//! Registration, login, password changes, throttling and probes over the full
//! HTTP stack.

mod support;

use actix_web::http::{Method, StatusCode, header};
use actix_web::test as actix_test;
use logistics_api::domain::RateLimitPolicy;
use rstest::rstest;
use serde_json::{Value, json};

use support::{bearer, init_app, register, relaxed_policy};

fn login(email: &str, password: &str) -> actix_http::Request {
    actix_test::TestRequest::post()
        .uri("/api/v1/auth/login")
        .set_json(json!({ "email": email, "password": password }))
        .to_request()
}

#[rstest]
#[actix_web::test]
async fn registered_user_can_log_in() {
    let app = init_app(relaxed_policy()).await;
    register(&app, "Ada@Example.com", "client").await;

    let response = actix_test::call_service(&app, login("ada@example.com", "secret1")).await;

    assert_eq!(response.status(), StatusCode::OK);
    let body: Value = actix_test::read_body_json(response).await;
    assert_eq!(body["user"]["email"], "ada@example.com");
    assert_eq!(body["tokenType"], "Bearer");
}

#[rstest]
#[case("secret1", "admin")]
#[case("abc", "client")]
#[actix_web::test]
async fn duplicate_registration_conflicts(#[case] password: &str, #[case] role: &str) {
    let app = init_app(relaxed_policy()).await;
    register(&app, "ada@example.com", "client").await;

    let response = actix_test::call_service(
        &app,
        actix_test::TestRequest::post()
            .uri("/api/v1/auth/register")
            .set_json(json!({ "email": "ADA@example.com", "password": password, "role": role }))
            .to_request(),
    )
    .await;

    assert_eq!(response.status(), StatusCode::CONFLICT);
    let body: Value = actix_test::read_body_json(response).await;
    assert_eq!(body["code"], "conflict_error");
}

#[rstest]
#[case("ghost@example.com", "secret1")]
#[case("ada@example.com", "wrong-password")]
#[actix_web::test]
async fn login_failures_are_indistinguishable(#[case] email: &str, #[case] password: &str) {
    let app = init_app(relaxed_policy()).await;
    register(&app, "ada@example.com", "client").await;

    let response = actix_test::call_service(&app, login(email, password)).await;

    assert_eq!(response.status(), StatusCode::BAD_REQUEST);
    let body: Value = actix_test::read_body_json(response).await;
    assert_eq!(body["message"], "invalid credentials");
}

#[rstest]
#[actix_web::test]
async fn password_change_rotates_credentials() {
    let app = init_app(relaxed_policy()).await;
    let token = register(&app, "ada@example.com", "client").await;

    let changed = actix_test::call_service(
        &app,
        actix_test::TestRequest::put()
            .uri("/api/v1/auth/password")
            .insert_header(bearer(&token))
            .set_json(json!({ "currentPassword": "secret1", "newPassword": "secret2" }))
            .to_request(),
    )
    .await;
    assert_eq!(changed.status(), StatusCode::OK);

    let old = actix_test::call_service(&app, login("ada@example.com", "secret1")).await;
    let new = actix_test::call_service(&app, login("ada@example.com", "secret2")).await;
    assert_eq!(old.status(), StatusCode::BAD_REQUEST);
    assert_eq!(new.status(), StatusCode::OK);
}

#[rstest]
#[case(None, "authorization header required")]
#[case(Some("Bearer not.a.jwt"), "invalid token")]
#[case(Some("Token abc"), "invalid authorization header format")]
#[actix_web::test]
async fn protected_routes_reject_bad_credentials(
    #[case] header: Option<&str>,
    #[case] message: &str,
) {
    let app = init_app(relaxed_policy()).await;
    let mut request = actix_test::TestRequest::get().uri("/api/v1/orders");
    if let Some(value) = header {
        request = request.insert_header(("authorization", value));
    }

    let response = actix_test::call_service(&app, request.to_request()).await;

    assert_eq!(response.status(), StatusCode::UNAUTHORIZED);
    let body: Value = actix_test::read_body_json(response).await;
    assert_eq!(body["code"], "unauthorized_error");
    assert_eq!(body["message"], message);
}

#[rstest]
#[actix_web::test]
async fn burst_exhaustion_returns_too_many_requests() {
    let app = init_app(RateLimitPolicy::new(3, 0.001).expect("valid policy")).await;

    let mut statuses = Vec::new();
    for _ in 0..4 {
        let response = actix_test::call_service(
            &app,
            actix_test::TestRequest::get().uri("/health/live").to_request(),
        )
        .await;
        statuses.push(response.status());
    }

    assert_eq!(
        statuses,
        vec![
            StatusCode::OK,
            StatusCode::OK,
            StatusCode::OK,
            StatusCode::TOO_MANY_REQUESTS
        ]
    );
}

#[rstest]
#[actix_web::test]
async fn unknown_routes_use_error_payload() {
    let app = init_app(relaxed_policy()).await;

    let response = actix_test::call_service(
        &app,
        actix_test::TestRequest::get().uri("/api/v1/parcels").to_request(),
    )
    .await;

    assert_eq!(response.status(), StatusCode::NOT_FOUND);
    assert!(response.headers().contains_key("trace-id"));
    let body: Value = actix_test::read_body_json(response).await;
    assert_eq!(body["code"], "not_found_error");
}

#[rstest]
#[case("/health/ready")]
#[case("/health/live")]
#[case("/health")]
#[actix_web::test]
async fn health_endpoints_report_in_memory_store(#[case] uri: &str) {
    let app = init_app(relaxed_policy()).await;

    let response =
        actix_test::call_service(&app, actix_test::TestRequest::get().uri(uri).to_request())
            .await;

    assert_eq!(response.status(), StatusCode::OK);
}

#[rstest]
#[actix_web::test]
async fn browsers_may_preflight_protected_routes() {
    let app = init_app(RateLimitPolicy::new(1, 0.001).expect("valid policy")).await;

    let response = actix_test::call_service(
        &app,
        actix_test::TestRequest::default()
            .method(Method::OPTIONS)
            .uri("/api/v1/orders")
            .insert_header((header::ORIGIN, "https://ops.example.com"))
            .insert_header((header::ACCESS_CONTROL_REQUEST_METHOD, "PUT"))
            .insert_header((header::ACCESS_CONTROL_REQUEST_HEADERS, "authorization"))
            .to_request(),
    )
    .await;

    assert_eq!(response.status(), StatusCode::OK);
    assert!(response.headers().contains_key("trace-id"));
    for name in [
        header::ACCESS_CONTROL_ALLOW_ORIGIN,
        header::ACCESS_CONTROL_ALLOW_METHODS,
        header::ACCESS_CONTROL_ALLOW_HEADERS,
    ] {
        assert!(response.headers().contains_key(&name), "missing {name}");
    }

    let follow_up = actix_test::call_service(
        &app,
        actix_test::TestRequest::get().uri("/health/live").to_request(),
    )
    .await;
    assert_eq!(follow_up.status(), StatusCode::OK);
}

● ● ●

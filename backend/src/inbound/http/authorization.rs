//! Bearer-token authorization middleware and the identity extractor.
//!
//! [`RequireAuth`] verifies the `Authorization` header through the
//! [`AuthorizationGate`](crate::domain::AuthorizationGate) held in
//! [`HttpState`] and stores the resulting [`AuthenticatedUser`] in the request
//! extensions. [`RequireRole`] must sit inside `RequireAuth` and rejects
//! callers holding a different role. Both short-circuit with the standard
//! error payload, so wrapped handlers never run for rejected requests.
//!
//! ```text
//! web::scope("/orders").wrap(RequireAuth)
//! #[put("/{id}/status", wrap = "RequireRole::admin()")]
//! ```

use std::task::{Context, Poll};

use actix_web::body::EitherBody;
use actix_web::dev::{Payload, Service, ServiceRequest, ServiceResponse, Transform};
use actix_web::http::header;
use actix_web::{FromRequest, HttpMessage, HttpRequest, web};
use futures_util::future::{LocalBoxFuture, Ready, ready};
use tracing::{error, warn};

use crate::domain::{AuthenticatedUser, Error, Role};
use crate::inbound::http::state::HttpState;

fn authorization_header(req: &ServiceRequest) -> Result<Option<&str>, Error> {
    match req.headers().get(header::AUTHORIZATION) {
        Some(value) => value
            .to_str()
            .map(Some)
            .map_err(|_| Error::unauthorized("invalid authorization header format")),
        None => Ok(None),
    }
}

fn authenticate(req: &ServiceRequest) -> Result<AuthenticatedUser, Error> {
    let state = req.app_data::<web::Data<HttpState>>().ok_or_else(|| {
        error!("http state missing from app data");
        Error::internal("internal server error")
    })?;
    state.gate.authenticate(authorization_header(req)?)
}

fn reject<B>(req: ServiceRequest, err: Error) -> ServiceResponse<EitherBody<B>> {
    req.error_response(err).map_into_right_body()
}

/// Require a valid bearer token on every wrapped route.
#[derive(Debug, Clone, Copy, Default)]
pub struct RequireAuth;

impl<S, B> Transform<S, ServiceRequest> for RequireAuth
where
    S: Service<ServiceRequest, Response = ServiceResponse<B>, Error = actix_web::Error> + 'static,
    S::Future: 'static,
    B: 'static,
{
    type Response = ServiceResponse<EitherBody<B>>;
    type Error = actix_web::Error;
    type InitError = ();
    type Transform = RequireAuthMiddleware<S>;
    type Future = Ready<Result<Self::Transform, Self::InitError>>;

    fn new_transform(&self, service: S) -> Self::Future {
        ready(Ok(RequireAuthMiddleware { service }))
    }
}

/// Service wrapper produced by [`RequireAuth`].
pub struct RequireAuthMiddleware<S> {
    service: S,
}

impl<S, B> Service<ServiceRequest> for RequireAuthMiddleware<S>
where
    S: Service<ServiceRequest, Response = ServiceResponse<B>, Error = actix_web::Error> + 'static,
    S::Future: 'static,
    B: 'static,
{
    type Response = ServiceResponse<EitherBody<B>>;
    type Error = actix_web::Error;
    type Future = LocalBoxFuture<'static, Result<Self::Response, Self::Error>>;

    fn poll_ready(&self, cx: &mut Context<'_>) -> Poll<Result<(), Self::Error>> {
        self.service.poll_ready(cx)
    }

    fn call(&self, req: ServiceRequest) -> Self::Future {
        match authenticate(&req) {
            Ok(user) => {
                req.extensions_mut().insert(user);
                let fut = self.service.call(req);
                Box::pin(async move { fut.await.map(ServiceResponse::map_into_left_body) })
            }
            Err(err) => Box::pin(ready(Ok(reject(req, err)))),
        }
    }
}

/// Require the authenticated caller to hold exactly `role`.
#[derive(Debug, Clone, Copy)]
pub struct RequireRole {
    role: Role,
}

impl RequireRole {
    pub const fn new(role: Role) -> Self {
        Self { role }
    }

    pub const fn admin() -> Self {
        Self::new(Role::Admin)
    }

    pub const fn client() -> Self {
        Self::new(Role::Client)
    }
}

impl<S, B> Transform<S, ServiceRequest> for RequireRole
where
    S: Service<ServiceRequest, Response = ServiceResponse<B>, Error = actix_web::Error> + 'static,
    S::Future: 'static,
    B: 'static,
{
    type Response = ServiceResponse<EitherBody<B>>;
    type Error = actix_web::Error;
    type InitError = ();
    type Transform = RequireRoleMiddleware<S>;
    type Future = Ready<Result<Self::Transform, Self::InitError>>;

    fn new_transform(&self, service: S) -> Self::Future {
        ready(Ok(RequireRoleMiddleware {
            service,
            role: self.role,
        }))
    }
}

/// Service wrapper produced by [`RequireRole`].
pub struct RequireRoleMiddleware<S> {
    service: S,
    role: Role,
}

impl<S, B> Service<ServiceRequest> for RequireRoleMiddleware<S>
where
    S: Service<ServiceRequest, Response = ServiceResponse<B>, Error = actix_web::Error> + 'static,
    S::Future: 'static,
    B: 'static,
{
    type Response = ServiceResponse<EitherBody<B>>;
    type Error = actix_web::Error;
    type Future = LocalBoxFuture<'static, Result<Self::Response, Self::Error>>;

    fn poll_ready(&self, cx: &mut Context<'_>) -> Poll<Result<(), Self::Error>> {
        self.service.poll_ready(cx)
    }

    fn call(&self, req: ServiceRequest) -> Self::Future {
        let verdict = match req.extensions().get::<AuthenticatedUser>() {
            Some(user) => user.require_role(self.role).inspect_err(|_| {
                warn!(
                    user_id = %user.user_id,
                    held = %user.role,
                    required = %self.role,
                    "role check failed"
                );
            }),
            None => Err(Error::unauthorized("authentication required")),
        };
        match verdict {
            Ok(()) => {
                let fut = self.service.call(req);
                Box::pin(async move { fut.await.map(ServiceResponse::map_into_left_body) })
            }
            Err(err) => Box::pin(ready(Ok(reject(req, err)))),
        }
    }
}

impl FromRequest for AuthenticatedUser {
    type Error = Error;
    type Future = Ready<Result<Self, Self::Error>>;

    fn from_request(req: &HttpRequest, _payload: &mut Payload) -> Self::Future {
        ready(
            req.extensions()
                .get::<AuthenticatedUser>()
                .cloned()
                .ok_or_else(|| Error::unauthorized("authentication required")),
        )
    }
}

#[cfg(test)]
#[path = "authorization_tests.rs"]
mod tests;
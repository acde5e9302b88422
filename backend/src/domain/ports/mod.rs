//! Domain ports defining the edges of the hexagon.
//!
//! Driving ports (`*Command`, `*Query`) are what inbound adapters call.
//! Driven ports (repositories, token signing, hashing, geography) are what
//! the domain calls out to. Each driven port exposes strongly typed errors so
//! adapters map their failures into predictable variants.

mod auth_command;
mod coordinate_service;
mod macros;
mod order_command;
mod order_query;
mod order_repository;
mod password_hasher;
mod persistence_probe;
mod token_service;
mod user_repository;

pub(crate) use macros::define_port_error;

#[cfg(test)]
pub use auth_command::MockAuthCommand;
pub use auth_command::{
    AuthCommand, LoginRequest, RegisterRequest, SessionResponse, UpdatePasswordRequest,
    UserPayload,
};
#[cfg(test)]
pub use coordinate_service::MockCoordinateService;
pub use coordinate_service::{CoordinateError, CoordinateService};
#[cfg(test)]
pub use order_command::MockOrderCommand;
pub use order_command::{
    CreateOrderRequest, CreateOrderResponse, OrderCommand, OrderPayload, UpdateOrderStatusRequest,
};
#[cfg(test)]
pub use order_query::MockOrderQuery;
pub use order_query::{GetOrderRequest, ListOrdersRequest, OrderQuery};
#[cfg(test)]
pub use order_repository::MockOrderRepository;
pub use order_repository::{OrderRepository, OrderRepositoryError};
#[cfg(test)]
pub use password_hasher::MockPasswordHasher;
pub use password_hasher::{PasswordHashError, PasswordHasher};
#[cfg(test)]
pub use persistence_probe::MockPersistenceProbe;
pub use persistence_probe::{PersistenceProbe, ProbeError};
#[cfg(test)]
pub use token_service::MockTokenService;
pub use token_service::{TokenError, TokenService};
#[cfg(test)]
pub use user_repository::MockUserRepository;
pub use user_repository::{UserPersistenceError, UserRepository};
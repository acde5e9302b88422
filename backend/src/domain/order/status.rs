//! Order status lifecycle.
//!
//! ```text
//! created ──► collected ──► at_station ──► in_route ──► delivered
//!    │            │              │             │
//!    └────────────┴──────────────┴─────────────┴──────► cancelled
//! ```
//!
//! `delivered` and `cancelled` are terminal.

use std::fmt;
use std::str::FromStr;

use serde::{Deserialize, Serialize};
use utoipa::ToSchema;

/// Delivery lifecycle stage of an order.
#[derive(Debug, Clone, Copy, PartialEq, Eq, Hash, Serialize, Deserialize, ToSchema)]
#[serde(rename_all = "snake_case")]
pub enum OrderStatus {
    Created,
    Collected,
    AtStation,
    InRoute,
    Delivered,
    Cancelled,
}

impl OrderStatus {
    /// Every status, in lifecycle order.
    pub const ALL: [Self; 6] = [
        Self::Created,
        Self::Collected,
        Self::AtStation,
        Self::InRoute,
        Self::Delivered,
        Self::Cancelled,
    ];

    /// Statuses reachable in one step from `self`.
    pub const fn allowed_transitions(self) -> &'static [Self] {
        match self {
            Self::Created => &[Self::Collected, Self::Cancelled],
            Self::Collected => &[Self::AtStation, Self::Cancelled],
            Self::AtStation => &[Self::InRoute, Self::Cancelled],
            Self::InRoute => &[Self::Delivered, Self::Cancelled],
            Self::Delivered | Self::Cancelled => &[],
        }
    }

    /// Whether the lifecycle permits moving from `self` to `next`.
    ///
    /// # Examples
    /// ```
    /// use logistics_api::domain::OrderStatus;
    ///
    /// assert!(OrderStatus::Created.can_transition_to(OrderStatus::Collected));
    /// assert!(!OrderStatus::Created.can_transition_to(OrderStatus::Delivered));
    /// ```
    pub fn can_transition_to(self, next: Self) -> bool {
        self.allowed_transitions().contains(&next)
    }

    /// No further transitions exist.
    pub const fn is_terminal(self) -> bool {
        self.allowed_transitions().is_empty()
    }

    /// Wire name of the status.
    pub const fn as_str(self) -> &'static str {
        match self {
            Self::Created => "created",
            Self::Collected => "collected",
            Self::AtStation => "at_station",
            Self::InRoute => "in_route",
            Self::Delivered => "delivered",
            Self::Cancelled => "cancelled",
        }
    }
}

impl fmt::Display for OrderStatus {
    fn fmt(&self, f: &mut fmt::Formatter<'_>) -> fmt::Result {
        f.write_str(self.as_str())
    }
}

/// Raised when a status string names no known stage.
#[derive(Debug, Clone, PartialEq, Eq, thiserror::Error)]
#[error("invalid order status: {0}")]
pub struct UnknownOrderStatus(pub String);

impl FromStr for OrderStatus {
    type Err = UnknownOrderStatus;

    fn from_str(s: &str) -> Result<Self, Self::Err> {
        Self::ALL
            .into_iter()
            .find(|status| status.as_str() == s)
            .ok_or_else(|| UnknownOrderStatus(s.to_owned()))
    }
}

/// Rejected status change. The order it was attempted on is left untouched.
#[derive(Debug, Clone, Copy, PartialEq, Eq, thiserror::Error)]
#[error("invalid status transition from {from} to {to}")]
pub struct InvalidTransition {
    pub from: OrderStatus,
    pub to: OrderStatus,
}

● ● ●

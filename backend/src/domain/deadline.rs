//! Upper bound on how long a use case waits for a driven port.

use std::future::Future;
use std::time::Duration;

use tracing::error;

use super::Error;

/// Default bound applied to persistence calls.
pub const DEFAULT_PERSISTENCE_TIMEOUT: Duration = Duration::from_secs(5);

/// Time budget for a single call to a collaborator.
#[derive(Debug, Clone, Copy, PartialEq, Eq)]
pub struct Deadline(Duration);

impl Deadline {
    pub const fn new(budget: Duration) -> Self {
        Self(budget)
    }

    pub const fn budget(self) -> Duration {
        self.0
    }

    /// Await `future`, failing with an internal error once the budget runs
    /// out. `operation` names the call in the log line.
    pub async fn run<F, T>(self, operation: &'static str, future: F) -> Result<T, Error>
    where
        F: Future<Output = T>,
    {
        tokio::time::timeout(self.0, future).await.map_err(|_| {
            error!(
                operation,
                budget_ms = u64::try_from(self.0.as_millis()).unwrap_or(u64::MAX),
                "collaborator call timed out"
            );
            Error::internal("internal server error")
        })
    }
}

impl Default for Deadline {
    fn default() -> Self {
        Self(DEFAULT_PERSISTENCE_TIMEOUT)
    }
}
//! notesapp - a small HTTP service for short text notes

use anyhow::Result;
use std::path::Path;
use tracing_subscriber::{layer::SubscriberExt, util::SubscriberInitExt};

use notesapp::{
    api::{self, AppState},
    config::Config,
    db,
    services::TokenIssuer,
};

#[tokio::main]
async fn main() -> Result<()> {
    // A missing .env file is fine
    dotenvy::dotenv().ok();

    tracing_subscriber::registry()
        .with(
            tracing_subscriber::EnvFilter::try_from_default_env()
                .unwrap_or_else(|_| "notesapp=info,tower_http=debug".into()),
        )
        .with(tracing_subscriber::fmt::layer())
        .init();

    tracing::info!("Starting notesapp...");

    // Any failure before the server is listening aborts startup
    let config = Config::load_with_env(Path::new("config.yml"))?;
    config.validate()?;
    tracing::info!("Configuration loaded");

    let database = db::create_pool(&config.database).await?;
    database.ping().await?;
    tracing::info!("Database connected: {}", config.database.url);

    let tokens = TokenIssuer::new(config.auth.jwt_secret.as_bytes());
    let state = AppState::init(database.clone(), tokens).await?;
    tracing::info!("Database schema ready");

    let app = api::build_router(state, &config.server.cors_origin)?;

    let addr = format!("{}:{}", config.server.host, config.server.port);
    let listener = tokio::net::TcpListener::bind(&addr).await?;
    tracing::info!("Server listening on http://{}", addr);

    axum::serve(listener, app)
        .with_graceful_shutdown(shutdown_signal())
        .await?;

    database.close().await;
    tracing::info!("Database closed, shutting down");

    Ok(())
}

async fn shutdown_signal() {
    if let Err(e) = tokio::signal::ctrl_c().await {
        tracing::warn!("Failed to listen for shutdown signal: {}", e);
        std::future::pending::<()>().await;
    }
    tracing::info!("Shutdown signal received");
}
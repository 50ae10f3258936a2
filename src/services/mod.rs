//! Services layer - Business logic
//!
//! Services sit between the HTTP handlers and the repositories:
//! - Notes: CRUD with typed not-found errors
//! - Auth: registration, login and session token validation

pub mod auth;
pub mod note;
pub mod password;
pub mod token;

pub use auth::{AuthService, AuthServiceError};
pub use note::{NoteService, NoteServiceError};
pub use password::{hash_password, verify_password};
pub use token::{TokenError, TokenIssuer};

● ● ●

**Task objective**
Using the records above, report each line with the string "PartialEq".

**The completed task**
#[derive(Debug, Clone, Copy, PartialEq, Eq, Hash, Serialize, Deserialize, ToSchema)]
#[derive(Debug, Clone, PartialEq, Eq, thiserror::Error)]
#[derive(Debug, Clone, Copy, PartialEq, Eq, thiserror::Error)]
#[derive(Debug, Clone, Copy, PartialEq, Eq)]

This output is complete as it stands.